Information supplied.
#[cfg(test)]
mod tests {
    use super::*;
    use crate::error::DeployError;
    use crate::planner::{ResourceKind, TopologyResolver};
    use crate::config::fixtures::clean_config;
    use crate::state::LocalStateStore;
    use tempfile::TempDir;

    fn provisioner() -> (DryRunProvisioner<LocalStateStore>, TempDir) {
        let temp_dir = TempDir::new().expect("Failed to create temp dir");
        let store = LocalStateStore::with_base_dir(temp_dir.path());
        (DryRunProvisioner::new(store), temp_dir)
    }

    async fn role_for(provisioner: &DryRunProvisioner<LocalStateStore>) -> Role {
        provisioner
            .create_role(&RolePlan::for_worker_nodes("main-role"))
            .await
            .unwrap()
    }

    async fn cluster_plan(provisioner: &DryRunProvisioner<LocalStateStore>) -> ClusterPlan {
        let network = provisioner.create_vpc("main-vpc").await.unwrap();
        let plan = TopologyResolver::new()
            .resolve(&clean_config(), &network)
            .unwrap();
        plan.cluster().clone()
    }

    #[tokio::test]
    async fn test_vpc_is_reused_by_name() {
        let (provisioner, _temp) = provisioner();

        let first = provisioner.create_vpc("main-vpc").await.unwrap();
        let second = provisioner.create_vpc("main-vpc").await.unwrap();

        assert_eq!(first, second);
        assert!(first.vpc_id.starts_with("vpc-"));
        assert_eq!(first.subnet_ids.len(), 2 * SUBNETS_PER_TIER);
    }

    #[tokio::test]
    async fn test_role_and_attachments_converge() {
        let (provisioner, _temp) = provisioner();
        let plan = RolePlan::for_worker_nodes("main-role");

        let role = provisioner.create_role(&plan).await.unwrap();
        assert_eq!(role.arn, "arn:aws:iam::000000000000:role/main-role");

        for _ in 0..2 {
            for attachment in &plan.attachments {
                provisioner.attach_policy(&role, attachment).await.unwrap();
            }
        }

        let state = provisioner.state().await.unwrap();
        assert_eq!(state.roles.len(), 1);
        assert_eq!(state.attachments.len(), 3);
        assert_eq!(state.attachments["main-role-policy-2"].role_name, "main-role");
    }

    #[tokio::test]
    async fn test_attach_to_unknown_role_fails() {
        let (provisioner, _temp) = provisioner();
        let role = Role {
            name: String::from("ghost"),
            arn: String::new(),
        };
        let plan = RolePlan::for_worker_nodes("ghost");

        let err = provisioner
            .attach_policy(&role, &plan.attachments[0])
            .await
            .unwrap_err();
        assert!(matches!(
            err,
            DeployError::Provision(ProvisionError::MissingDependency { .. })
        ));
    }

    #[tokio::test]
    async fn test_cluster_without_subnets_is_rejected() {
        let (provisioner, _temp) = provisioner();
        let role = role_for(&provisioner).await;
        let plan = TopologyResolver::new()
            .resolve(&clean_config(), &NetworkContext::new("vpc-empty", Vec::new()))
            .unwrap();

        let err = provisioner
            .create_cluster(plan.cluster(), &role)
            .await
            .unwrap_err();
        assert!(matches!(
            err,
            DeployError::Provision(ProvisionError::NoSubnets { .. })
        ));
    }

    #[tokio::test]
    async fn test_cluster_without_endpoints_is_rejected() {
        let (provisioner, _temp) = provisioner();
        let role = role_for(&provisioner).await;
        let mut plan = cluster_plan(&provisioner).await;
        plan.endpoint_private_access = false;
        plan.endpoint_public_access = false;

        let err = provisioner.create_cluster(&plan, &role).await.unwrap_err();
        assert!(matches!(
            err,
            DeployError::Provision(ProvisionError::Rejected { .. })
        ));
    }

    #[tokio::test]
    async fn test_cluster_is_idempotent_and_updates_in_place() {
        let (provisioner, _temp) = provisioner();
        let role = role_for(&provisioner).await;
        let mut plan = cluster_plan(&provisioner).await;

        let first = provisioner.create_cluster(&plan, &role).await.unwrap();
        let again = provisioner.create_cluster(&plan, &role).await.unwrap();
        assert_eq!(first, again);
        assert!(first.simulated);
        assert_eq!(first.endpoint, "https://main.us-east-1.eks.dry-run.invalid");
        assert!(first.certificate_authority.is_empty());

        let before = provisioner.state().await.unwrap().clusters["main"].spec_hash.clone();
        plan.version = String::from("1.13");
        let updated = provisioner.create_cluster(&plan, &role).await.unwrap();

        assert_eq!(updated.endpoint, first.endpoint);
        let state = provisioner.state().await.unwrap();
        assert_eq!(state.clusters.len(), 1);
        assert_ne!(state.clusters["main"].spec_hash, before);
        assert_eq!(
            state.history.last().map(|h| h.operation),
            Some(ResourceOperation::Update)
        );
    }

    #[tokio::test]
    async fn test_node_group_requires_known_cluster() {
        let (provisioner, _temp) = provisioner();
        let role = role_for(&provisioner).await;
        let network = provisioner.create_vpc("main-vpc").await.unwrap();
        let plan = TopologyResolver::new()
            .resolve(&clean_config(), &network)
            .unwrap();
        let group = plan.node_group().unwrap();
        let profile = provisioner
            .create_instance_profile(&group.instance_profile, &role)
            .await
            .unwrap();
        let unknown = ClusterHandle {
            name: String::from("elsewhere"),
            arn: String::new(),
            endpoint: String::new(),
            certificate_authority: String::new(),
            simulated: true,
        };

        let err = provisioner
            .create_node_group(&unknown, group, &profile)
            .await
            .unwrap_err();
        assert!(matches!(
            err,
            DeployError::Provision(ProvisionError::MissingDependency {
                resource_type: "cluster",
                ..
            })
        ));
    }

    #[tokio::test]
    async fn test_node_group_converges() {
        let (provisioner, _temp) = provisioner();
        let role = role_for(&provisioner).await;
        let network = provisioner.create_vpc("main-vpc").await.unwrap();
        let plan = TopologyResolver::new()
            .resolve(&clean_config(), &network)
            .unwrap();
        let cluster = provisioner.create_cluster(plan.cluster(), &role).await.unwrap();
        let group = plan.node_group().unwrap();
        let profile = provisioner
            .create_instance_profile(&group.instance_profile, &role)
            .await
            .unwrap();

        provisioner.create_node_group(&cluster, group, &profile).await.unwrap();
        provisioner.create_node_group(&cluster, group, &profile).await.unwrap();

        let state = provisioner.state().await.unwrap();
        assert_eq!(state.node_groups.len(), 1);
        assert_eq!(state.node_groups["main/workers"].instance_profile, "main-profile");

        let created = state
            .history
            .iter()
            .filter(|h| h.resource_type == ResourceKind::NodeGroup.to_string())
            .count();
        assert_eq!(created, 1);
    }

    #[tokio::test]
    async fn test_mark_applied_records_hash() {
        let (provisioner, _temp) = provisioner();

        provisioner.mark_applied("abc").await.unwrap();

        assert_eq!(provisioner.state().await.unwrap().config_hash, "abc");
    }
}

Task instructions.
Word for word, please print every line from the beginning of the records to the line bearing "let store = LocalStateStore::with_base_dir(temp_dir.path());", counting both ends and stopping there.

Completed exercise.
#[cfg(test)]
mod tests {
    use super::*;
    use crate::error::DeployError;
    use crate::planner::{ResourceKind, TopologyResolver};
    use crate::config::fixtures::clean_config;
    use crate::state::LocalStateStore;
    use tempfile::TempDir;

    fn provisioner() -> (DryRunProvisioner<LocalStateStore>, TempDir) {
        let temp_dir = TempDir::new().expect("Failed to create temp dir");
        let store = LocalStateStore::with_base_dir(temp_dir.path());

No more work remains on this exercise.